WORK INSTRUCTION
From the data below, copy each line that includes the word "impl".

DATA TO PROCESS

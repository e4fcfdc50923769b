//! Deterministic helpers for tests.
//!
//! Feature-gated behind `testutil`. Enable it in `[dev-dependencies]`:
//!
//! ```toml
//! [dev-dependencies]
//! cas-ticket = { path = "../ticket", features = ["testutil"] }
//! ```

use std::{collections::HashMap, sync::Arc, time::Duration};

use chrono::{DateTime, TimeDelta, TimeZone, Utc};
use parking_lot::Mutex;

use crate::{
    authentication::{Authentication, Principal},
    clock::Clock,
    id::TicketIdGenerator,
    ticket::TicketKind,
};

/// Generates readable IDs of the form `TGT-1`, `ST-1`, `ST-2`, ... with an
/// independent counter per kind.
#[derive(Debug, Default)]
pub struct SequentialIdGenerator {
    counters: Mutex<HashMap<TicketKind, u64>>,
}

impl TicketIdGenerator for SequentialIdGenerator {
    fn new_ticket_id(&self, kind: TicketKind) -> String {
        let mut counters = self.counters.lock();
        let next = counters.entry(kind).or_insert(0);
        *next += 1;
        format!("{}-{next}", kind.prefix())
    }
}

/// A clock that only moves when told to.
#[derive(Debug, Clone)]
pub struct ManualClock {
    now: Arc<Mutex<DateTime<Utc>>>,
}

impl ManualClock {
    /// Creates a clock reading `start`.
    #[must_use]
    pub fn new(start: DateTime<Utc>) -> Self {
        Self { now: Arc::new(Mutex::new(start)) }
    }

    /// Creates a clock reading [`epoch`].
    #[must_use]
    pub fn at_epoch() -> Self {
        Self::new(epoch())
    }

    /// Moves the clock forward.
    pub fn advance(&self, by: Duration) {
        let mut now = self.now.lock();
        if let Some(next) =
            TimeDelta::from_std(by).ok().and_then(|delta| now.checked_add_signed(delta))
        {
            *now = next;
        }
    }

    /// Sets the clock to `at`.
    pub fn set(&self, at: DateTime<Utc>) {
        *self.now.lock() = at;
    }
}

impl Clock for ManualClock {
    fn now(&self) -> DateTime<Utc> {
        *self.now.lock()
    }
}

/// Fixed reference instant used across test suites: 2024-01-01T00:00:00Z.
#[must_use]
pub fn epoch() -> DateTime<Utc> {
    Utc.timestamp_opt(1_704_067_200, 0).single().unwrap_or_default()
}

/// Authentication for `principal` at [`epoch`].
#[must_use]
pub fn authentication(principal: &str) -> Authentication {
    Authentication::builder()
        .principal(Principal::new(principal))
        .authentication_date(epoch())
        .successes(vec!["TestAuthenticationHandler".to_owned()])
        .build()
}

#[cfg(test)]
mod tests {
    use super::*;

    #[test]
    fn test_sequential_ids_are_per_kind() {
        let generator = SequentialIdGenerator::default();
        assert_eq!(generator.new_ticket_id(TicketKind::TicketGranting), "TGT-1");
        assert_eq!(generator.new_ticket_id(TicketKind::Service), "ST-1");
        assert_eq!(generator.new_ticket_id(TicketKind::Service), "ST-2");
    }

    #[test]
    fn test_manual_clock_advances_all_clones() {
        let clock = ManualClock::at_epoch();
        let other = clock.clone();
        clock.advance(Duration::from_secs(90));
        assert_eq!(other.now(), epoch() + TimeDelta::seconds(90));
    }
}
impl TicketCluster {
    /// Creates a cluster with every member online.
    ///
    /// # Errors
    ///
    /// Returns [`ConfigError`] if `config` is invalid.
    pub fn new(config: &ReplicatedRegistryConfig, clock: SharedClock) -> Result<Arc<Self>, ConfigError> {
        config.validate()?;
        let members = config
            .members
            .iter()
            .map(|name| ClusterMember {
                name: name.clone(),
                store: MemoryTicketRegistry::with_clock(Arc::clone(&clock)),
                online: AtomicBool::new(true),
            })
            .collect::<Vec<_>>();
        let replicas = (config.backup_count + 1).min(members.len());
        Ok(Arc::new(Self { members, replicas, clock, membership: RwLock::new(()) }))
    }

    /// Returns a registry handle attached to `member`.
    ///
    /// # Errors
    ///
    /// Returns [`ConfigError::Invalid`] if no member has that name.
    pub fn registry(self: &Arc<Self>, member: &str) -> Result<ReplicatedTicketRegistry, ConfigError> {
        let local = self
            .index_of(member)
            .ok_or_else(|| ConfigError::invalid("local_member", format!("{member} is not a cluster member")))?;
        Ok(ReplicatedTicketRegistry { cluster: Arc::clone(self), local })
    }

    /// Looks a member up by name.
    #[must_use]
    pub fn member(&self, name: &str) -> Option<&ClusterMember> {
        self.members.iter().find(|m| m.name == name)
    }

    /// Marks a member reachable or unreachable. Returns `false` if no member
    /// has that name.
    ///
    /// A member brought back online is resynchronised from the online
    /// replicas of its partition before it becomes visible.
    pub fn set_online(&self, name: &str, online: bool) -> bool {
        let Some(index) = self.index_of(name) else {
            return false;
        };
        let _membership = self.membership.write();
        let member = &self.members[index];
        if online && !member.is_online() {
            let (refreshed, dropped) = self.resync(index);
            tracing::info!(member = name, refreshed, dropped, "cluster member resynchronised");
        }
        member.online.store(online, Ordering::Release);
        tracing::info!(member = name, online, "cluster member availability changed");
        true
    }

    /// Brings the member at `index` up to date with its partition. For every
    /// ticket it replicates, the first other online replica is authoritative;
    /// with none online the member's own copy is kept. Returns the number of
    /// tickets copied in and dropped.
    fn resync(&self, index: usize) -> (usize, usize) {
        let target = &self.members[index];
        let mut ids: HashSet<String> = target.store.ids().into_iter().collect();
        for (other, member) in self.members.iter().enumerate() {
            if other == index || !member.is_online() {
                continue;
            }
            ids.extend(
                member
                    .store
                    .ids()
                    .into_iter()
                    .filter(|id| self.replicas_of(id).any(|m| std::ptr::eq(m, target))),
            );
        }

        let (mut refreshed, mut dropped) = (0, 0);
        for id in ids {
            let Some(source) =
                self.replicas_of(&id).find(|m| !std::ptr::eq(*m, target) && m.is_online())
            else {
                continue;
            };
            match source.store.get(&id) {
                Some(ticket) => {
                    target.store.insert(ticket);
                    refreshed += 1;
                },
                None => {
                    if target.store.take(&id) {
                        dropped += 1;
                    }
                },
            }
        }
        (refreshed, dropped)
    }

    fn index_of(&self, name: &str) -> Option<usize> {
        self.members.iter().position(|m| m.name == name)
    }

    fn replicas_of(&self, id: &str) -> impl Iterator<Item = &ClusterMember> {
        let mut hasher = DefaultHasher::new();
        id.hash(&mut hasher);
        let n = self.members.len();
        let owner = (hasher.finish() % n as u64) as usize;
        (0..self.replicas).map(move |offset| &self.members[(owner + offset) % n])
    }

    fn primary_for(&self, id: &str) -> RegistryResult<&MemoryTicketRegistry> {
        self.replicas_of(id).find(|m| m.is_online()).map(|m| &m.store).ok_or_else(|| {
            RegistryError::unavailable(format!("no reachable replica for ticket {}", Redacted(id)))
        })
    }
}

TASK OUTPUT
impl TicketIdGenerator for SequentialIdGenerator {
impl ManualClock {
impl Clock for ManualClock {
impl TicketCluster {
    fn replicas_of(&self, id: &str) -> impl Iterator<Item = &ClusterMember> {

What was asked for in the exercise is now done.